(Dataset entries)
--- START ---
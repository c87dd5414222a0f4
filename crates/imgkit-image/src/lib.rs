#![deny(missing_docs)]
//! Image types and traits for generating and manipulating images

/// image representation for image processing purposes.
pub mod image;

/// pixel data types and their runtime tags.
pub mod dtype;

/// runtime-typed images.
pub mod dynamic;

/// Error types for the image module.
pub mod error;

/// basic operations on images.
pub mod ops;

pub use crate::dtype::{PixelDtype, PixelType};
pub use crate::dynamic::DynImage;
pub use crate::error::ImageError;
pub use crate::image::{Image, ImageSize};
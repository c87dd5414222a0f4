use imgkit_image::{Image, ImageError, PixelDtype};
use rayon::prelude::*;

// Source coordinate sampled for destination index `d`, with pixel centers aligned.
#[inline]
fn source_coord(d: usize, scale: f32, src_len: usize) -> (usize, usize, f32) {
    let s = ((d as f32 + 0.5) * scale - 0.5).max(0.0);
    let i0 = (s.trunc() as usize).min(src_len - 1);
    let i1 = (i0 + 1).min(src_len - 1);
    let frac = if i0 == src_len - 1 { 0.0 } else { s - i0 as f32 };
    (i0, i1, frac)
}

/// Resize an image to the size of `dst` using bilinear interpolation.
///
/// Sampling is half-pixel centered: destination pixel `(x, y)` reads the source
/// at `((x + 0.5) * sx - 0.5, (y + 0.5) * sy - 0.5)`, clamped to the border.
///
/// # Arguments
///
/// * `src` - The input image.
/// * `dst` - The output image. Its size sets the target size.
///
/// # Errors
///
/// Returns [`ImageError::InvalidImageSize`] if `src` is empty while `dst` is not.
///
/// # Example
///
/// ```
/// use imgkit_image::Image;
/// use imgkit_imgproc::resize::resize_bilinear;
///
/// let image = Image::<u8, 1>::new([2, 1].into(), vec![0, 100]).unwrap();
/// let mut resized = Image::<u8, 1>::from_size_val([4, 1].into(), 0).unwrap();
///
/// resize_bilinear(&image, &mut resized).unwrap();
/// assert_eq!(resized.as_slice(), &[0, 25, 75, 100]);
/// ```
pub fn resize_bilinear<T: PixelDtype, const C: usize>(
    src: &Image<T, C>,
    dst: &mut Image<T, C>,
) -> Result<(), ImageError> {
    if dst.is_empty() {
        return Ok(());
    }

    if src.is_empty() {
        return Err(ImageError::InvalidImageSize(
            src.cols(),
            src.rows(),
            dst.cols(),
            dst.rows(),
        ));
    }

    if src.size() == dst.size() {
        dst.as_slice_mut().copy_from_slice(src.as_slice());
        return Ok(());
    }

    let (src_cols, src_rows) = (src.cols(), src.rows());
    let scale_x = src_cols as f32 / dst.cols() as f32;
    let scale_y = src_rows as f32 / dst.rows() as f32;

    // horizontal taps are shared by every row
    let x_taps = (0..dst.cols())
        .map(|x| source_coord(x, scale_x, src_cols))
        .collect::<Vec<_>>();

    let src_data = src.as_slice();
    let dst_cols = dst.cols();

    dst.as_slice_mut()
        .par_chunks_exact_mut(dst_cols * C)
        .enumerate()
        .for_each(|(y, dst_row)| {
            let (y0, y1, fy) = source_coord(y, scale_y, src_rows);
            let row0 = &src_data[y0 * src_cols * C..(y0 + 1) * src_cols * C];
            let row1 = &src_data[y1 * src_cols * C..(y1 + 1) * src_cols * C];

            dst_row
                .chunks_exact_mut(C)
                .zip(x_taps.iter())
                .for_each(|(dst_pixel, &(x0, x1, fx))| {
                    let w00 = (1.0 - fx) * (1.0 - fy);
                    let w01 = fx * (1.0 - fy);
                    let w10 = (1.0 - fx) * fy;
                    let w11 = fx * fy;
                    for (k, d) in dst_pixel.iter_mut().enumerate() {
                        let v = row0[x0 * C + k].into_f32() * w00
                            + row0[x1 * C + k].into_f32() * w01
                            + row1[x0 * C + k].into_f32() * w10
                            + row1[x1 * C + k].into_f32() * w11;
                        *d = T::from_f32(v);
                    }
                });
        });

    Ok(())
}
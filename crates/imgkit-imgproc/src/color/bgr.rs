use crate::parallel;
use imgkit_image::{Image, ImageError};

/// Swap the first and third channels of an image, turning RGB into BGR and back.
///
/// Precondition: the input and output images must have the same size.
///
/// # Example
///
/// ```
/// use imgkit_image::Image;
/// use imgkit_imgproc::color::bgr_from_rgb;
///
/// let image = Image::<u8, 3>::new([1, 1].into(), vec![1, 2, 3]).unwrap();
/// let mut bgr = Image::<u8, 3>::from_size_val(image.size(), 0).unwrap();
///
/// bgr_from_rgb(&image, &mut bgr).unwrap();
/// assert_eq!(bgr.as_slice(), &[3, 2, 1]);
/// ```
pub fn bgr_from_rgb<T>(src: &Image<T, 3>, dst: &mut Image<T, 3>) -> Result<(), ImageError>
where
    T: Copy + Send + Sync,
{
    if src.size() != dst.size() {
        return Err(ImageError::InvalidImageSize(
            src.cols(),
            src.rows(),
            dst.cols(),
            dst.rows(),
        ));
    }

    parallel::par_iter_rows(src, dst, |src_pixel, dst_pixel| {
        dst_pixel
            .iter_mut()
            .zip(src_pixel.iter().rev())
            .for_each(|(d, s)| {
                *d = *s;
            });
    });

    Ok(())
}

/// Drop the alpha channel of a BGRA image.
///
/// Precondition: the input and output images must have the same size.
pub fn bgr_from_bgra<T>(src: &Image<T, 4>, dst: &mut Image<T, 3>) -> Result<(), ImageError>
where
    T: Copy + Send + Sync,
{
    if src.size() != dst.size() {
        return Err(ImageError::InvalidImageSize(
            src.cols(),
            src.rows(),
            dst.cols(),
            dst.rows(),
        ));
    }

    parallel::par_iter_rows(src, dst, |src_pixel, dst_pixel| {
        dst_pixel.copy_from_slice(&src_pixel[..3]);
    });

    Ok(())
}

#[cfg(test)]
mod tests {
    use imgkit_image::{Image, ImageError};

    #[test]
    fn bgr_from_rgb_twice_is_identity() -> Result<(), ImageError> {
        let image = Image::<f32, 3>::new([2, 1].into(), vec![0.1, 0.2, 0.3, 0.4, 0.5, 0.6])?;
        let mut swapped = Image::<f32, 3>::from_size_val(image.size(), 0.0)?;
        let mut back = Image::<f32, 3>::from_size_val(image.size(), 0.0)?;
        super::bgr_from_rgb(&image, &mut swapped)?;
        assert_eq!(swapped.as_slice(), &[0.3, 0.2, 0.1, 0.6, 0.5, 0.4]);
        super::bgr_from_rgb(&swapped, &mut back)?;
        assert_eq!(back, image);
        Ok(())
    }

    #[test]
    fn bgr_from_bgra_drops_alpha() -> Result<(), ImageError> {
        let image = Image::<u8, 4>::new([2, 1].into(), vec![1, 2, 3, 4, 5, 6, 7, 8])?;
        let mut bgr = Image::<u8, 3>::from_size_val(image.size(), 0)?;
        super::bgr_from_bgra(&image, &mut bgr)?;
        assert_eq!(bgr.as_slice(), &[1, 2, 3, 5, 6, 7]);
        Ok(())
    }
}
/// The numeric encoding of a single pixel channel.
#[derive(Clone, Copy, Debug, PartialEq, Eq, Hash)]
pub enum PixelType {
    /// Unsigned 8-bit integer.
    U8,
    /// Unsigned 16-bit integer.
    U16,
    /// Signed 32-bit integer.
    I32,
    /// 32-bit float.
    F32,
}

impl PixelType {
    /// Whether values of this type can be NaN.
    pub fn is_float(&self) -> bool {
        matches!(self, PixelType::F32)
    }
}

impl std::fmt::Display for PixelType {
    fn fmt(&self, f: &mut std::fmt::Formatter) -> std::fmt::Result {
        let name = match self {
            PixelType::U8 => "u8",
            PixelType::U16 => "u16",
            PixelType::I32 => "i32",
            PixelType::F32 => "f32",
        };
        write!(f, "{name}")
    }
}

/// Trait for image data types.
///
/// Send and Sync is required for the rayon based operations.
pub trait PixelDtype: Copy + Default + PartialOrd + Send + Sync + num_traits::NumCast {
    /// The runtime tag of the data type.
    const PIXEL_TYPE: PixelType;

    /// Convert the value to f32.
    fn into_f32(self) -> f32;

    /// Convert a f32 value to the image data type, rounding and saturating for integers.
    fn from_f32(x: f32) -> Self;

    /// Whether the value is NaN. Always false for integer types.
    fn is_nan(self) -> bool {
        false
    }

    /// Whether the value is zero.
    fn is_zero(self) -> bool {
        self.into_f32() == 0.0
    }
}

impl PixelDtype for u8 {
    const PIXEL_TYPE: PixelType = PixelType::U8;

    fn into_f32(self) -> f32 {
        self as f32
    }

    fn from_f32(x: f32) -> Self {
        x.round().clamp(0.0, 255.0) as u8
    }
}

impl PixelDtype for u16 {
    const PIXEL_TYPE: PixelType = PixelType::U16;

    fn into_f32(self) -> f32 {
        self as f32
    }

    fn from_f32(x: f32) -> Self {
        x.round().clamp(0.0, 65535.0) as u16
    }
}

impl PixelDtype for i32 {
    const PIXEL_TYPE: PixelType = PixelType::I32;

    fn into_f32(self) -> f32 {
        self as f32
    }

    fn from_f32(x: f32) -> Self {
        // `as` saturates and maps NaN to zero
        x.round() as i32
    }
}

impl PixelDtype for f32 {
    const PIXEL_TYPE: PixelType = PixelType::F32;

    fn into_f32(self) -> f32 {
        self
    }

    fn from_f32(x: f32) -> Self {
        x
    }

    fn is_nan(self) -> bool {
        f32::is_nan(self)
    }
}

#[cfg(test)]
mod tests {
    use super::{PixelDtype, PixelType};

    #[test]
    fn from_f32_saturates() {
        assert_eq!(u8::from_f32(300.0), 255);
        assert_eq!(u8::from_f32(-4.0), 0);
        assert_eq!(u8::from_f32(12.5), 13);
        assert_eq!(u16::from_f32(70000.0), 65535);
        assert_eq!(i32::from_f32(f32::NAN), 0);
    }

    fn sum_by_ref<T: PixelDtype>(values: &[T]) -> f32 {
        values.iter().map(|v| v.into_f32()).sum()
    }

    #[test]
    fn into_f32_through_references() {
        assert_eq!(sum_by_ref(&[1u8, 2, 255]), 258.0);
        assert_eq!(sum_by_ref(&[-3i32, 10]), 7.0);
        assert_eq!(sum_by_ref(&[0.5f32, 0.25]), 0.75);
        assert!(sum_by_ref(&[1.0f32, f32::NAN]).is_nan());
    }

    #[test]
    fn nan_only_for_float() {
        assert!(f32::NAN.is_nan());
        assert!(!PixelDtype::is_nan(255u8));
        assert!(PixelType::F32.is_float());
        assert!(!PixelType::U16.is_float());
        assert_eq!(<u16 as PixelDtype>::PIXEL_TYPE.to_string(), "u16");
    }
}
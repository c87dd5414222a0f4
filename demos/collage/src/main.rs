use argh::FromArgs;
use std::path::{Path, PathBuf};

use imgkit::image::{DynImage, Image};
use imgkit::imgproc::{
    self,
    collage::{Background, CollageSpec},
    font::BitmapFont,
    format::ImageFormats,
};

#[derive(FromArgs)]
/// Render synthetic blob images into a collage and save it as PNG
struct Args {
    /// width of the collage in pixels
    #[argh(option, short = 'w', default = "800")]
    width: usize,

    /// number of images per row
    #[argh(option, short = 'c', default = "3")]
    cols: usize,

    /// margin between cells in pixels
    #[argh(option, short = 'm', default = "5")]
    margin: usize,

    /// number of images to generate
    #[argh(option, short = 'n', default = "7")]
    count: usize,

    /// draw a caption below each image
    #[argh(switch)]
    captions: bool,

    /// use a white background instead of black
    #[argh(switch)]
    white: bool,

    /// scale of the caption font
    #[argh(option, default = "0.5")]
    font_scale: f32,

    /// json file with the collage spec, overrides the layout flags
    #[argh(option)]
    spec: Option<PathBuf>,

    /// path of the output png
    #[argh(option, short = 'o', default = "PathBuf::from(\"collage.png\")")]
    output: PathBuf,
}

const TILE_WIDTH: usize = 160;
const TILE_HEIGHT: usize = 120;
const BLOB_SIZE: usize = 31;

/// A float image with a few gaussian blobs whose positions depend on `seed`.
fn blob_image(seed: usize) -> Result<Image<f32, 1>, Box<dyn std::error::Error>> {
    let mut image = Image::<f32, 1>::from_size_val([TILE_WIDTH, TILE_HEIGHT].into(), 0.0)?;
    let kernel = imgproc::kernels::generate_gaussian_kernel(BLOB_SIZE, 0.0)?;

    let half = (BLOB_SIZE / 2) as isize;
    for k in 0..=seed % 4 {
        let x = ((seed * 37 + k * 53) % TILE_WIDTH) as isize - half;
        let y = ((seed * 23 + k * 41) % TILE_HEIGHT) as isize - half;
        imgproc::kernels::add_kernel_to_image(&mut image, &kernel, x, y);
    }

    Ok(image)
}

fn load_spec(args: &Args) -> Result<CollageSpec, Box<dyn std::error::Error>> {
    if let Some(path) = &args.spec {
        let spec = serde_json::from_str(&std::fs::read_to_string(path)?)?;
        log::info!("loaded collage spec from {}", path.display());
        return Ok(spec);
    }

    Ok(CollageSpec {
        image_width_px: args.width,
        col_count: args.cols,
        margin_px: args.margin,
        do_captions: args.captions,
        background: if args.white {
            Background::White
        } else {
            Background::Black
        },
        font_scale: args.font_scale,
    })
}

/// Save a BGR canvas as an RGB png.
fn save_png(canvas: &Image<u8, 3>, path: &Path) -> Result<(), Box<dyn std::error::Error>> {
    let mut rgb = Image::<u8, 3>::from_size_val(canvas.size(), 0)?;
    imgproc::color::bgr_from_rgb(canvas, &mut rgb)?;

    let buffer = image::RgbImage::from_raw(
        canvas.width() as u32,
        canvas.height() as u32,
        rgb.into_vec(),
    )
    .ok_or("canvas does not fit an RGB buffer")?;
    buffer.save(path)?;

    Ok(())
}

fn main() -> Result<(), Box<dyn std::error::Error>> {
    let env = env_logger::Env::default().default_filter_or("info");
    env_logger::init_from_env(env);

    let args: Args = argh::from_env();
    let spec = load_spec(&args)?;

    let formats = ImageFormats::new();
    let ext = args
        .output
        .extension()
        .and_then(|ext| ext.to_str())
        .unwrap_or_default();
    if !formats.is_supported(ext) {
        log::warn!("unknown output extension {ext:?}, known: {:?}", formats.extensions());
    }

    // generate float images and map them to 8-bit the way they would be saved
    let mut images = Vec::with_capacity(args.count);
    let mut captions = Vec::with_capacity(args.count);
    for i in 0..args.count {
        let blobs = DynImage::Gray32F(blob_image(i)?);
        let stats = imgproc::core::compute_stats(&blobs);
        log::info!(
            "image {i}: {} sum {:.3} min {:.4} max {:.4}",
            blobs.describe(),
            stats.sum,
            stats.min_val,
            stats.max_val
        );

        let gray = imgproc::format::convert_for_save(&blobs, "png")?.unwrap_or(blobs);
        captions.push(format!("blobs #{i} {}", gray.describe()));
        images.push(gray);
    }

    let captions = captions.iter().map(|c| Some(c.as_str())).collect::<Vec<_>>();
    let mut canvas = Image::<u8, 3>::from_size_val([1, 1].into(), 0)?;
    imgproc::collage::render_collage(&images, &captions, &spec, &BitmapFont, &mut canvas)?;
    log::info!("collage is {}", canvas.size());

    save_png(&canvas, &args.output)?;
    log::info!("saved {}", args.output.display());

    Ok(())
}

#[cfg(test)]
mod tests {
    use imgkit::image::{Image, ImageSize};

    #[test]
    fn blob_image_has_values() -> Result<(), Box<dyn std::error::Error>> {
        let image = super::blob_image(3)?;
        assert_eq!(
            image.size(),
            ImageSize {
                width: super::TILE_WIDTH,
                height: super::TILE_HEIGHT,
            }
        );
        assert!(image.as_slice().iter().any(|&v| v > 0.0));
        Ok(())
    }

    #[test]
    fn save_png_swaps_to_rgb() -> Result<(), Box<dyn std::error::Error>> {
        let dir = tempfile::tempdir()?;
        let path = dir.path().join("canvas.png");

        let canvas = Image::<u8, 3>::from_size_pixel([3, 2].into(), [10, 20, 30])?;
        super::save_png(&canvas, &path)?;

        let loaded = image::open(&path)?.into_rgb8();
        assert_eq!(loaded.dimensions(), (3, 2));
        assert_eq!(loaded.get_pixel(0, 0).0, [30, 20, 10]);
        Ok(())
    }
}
--- END ---
● **WHAT THE TASK ASKS**
What are the lines of the data above that include the string "crates"? Copy them.

● **RESPONSE**
filename crates/imgkit-image/src/lib.rs
filename crates/imgkit-imgproc/src/color/bgr.rs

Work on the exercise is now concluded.